→ Assigned task
Return all lines of the listing below that carry the word "contains".

+++ Records shown

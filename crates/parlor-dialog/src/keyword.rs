//! Variant A: rule-based keyword intent router with a sequential
//! service -> time -> name booking sub-flow, one question per turn.

use crate::intent::detect_intent;
use chrono::{Datelike, NaiveDateTime, Timelike};
use parlor_calendar::CalendarClient;
use parlor_nlp::extract_datetime;
use parlor_types::appointment::filled;
use parlor_types::{CallSession, Field, Intent, Slot, Stage, TurnOutcome};
use std::sync::Arc;

/// The keyword variant collects exactly these fields, in this order.
pub const KEYWORD_REQUIRED_FIELDS: &[Field] = &[Field::Service, Field::Time, Field::Name];

const SERVICES: [&str; 7] = [
    "haircut",
    "color",
    "balayage",
    "trim",
    "blowout",
    "treatment",
    "cut",
];

const INFO_LINE: &str = "We offer haircuts, color treatments, and blowouts. Prices start at \
     sixty five dollars and we are open from 9 AM to 7 PM Tuesday through Saturday. Would you \
     like to book a slot?";
const CANCEL_LINE: &str = "I can help with cancellations or reschedules. Please tell me the \
     name on the appointment and the time you would like to change.";
const MESSAGE_LINE: &str = "Sure, please tell me your name, number, and what this is \
     regarding, and I will pass the message along.";
const CLARIFY_LINE: &str = "I want to make sure I get this right. Could you rephrase or tell \
     me if you want to book, ask a question, or leave a message?";
const ASK_SERVICE_LINE: &str = "Absolutely. Which service would you like to schedule? We \
     offer haircuts, color sessions, and blowouts.";
const ASK_NAME_LINE: &str = "Perfect. What name should I put on that appointment?";
const NO_SLOTS_LINE: &str = "Thanks. I don't see those exact slots free. What day or time \
     generally works for you?";
const ALL_SET_LINE: &str = "You are all set. I will send over the confirmation right away.";

fn duration_for(service: &str) -> i64 {
    if service == "color" {
        120
    } else {
        60
    }
}

/// Rule-based conversation policy.
#[derive(Debug, Clone)]
pub struct KeywordPolicy {
    calendar: Arc<CalendarClient>,
}

impl KeywordPolicy {
    pub fn new(calendar: Arc<CalendarClient>) -> Self {
        Self { calendar }
    }

    pub async fn handle_turn(
        &self,
        session: &mut CallSession,
        utterance: &str,
        now: NaiveDateTime,
    ) -> TurnOutcome {
        let intent = detect_intent(utterance, session, KEYWORD_REQUIRED_FIELDS);
        match intent {
            Intent::Booking => self.booking_flow(session, utterance, now).await,
            Intent::Info => {
                session.last_intent = Some(Intent::Info);
                TurnOutcome::reply(INFO_LINE)
            }
            Intent::Cancel => {
                session.last_intent = Some(Intent::Cancel);
                TurnOutcome::reply(CANCEL_LINE)
            }
            Intent::Message => {
                session.last_intent = Some(Intent::Message);
                TurnOutcome::reply(MESSAGE_LINE)
            }
            Intent::Fallback => TurnOutcome::reply(CLARIFY_LINE),
        }
    }

    /// One question per turn, in the fixed order service -> time -> name.
    async fn booking_flow(
        &self,
        session: &mut CallSession,
        utterance: &str,
        now: NaiveDateTime,
    ) -> TurnOutcome {
        session.last_intent = Some(Intent::Booking);
        session.stage = Stage::Collecting;
        let normalized = utterance.to_lowercase();

        if !filled(&session.appointment.service) {
            let Some(service) = detect_service(&normalized) else {
                return TurnOutcome::reply(ASK_SERVICE_LINE);
            };
            session.appointment.service = Some(service.to_string());
            session.appointment.duration_minutes = Some(duration_for(service));

            let slots = self.calendar.propose_slots(duration_for(service), now).await;
            let free: Vec<Slot> = slots.into_iter().filter(|s| s.free).collect();
            if free.is_empty() {
                return TurnOutcome::reply(NO_SLOTS_LINE);
            }

            let phrases = free
                .iter()
                .map(|s| speak_datetime(s.start))
                .collect::<Vec<_>>()
                .join(" or ");
            session.appointment.candidate_slots = free;
            return TurnOutcome::reply(format!(
                "Great, a {}. I can offer {}. Which works for you?",
                service, phrases
            ));
        }

        if !session.appointment.field_filled(Field::Time) {
            let chosen = pick_candidate(&session.appointment.candidate_slots, &normalized)
                .or_else(|| extract_datetime(utterance, now));
            match chosen {
                Some(start) => {
                    session.appointment.start = Some(start);
                    session.appointment.time_text = Some(speak_datetime(start));
                }
                None => {
                    // Stored verbatim; the calendar write re-parses and
                    // substitutes a default if this never becomes usable.
                    let raw = utterance.trim();
                    session.appointment.time_text = Some(if raw.is_empty() {
                        "unspecified time".to_string()
                    } else {
                        raw.to_string()
                    });
                }
            }
            return TurnOutcome::reply(ASK_NAME_LINE);
        }

        if !filled(&session.appointment.name) {
            let name = utterance.trim();
            session.appointment.name = Some(if name.is_empty() {
                "guest".to_string()
            } else {
                name.to_string()
            });
            session.stage = Stage::Complete;

            let when = session
                .appointment
                .start
                .map(speak_datetime)
                .or_else(|| session.appointment.time_text.clone())
                .unwrap_or_else(|| "your requested time".to_string());
            return TurnOutcome::ending(format!(
                "Amazing, {}. I have you down for a {} on {}. You will get a confirmation \
                 shortly. Anything else I can help with?",
                session.appointment.name.as_deref().unwrap_or("guest"),
                session.appointment.service.as_deref().unwrap_or("service"),
                when
            ));
        }

        session.stage = Stage::Complete;
        TurnOutcome::ending(ALL_SET_LINE)
    }
}

fn detect_service(normalized: &str) -> Option<&'static str> {
    SERVICES.iter().copied().find(|s| normalized.contains(s))
}

const WEEKDAY_NAMES: [&str; 7] = [
    "monday",
    "tuesday",
    "wednesday",
    "thursday",
    "friday",
    "saturday",
    "sunday",
];

/// Matches an utterance against previously proposed slots by weekday name
/// or an anchored spoken hour ("Wednesday works", "the 3 o'clock one",
/// "3pm is fine").
///
/// Naming a weekday that is not among the candidates returns `None`, so
/// explicit requests like "Friday at 3pm" reach the datetime extractor
/// instead of being captured by a candidate that shares a digit.
fn pick_candidate(candidates: &[Slot], normalized: &str) -> Option<NaiveDateTime> {
    for slot in candidates {
        let weekday = slot.start.format("%A").to_string().to_lowercase();
        if normalized.contains(&weekday) {
            return Some(slot.start);
        }
    }
    if WEEKDAY_NAMES.iter().any(|day| normalized.contains(day)) {
        return None;
    }

    for slot in candidates {
        let hour_12 = match slot.start.hour() % 12 {
            0 => 12,
            h => h,
        };
        let meridiem = if slot.start.hour() < 12 { "am" } else { "pm" };
        let spoken = [
            format!("{}{}", hour_12, meridiem),
            format!("{} {}", hour_12, meridiem),
            format!("{} o'clock", hour_12),
            format!("at {}", hour_12),
        ];
        if spoken.iter().any(|t| normalized.contains(t.as_str())) {
            return Some(slot.start);
        }
    }
    None
}

/// Formats a timestamp the way it should be spoken aloud:
/// "Wednesday, September 2 at 3:00 PM".
pub fn speak_datetime(value: NaiveDateTime) -> String {
    let hour_12 = match value.hour() % 12 {
        0 => 12,
        h => h,
    };
    let meridiem = if value.hour() < 12 { "AM" } else { "PM" };
    format!(
        "{}, {} {} at {}:{:02} {}",
        value.format("%A"),
        value.format("%B"),
        value.day(),
        hour_12,
        value.minute(),
        meridiem
    )
}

++++++

→ Result for this task
    SERVICES.iter().copied().find(|s| normalized.contains(s))
        if normalized.contains(&weekday) {
    if WEEKDAY_NAMES.iter().any(|day| normalized.contains(day)) {
        if spoken.iter().any(|t| normalized.contains(t.as_str())) {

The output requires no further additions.